Karns began the season in Seattle's rotation but was then demoted to the bullpen after struggling. He made eight relief appearances before being shut down for the season in early August with a back strain. Karns finished the season with a 6–2 record, 5.15 ERA, and 101 strikeouts in 941/3 innings.

===Kansas City Royals===
On January 6, 2017, Karns was traded to the Kansas City Royals in exchange for Jarrod Dyson. His 2017 season with Kansas City was cut short due to injury, undergoing surgery for thoracic outlet syndrome in July. Karns finished the season 2–2 with a 4.17 ERA in nine games (eight starts). He missed the entire 2018 season with right elbow inflammation. Karns elected free agency after the Royals outrighted him to the minors on October 31, 2018.

===Baltimore Orioles===
Karns signed a one–year, major league contract with the Baltimore Orioles on February 7, 2019. The deal was worth a reported $800,000 guaranteed, with $200,000 in incentive bonuses for 100 innings pitched. He appeared in four games before being placed on the disabled list with a forearm strain. On July 26, Karns was designated for assignment by the Orioles.

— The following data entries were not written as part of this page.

use log::LevelFilter;
use simplelog::*;
use std::fs::File;
use std::path::PathBuf;

/// Logging configuration for the Glimpse TUI application
#[derive(Debug, Clone)]
pub struct LogConfig {
    /// Master switch to enable/disable all logging
    pub enabled: bool,
    /// Path to the log file
    pub log_file: PathBuf,
    /// Whether to clear the log file on startup
    pub clear_on_startup: bool,
    /// Feature flags for specific logging categories
    pub features: LogFeatures,
    /// Overall log level
    pub level: LevelFilter,
}

/// Feature flags for specific logging categories
#[derive(Debug, Clone)]
pub struct LogFeatures {
    /// Log key events
    pub key_events: bool,
    /// Log API calls
    pub api_calls: bool,
    /// Log general debug messages
    pub general: bool,
}

impl Default for LogConfig {
    fn default() -> Self {
        Self {
            enabled: true,
            log_file: PathBuf::from("glimpse_debug.log"),
            clear_on_startup: true,
            features: LogFeatures::default(),
            level: LevelFilter::Debug,
        }
    }
}

impl Default for LogFeatures {
    fn default() -> Self {
        Self {
            key_events: true,
            api_calls: true,
            general: true,
        }
    }
}

impl LogConfig {
    /// Create a verbose log configuration (all features enabled)
    pub fn verbose() -> Self {
        Self {
            enabled: true,
            level: LevelFilter::Trace,
            features: LogFeatures {
                key_events: true,
                api_calls: true,
                general: true,
            },
            ..Default::default()
        }
    }
}

/// Initialize the logging system with the given configuration
pub fn init_logging(config: &LogConfig) -> anyhow::Result<()> {
    if !config.enabled {
        let _ = WriteLogger::init(LevelFilter::Off, Config::default(), std::io::sink());
        return Ok(());
    }

    // Clear log file if requested
    if config.clear_on_startup {
        let _ = File::create(&config.log_file)?;
    }

    let log_file = std::fs::OpenOptions::new()
        .create(true)
        .append(true)
        .open(&config.log_file)?;

    let log_config = ConfigBuilder::new()
        .set_time_format_rfc3339()
        .set_time_offset_to_local()
        .unwrap_or_else(|builder| builder)
        .build();

    WriteLogger::init(config.level, log_config, log_file)?;

    log::info!(
        "Logging initialized: file={}, level={:?}",
        config.log_file.display(),
        config.level
    );

    Ok(())
}

/// Macro for logging key events
#[macro_export]
macro_rules! log_key_event {
    ($config:expr, $($arg:tt)*) => {
        if $config.enabled && $config.features.key_events {
            log::debug!(target: "key_events", $($arg)*);
        }
    };
}

/// Macro for logging API calls
#[macro_export]
macro_rules! log_api_call {
    ($config:expr, $($arg:tt)*) => {
        if $config.enabled && $config.features.api_calls {
            log::debug!(target: "api_calls", $($arg)*);
        }
    };
}

/// Macro for general debug logging
#[macro_export]
macro_rules! log_debug {
    ($config:expr, $($arg:tt)*) => {
        if $config.enabled && $config.features.general {
            log::debug!(target: "general", $($arg)*);
        }
    };
}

He cleared waivers and was sent outright to the Triple–A Norfolk Tides on August 2. Karns was released by the Orioles organization on August 7.

==Personal life==
Nathan Karns got married in December 2015 to Jennifer Karns (formerly Jennifer Boecker).

Karns is currently a realtor for real estate firm Rogers Healy and Associates Real Estate in Dallas, Texas.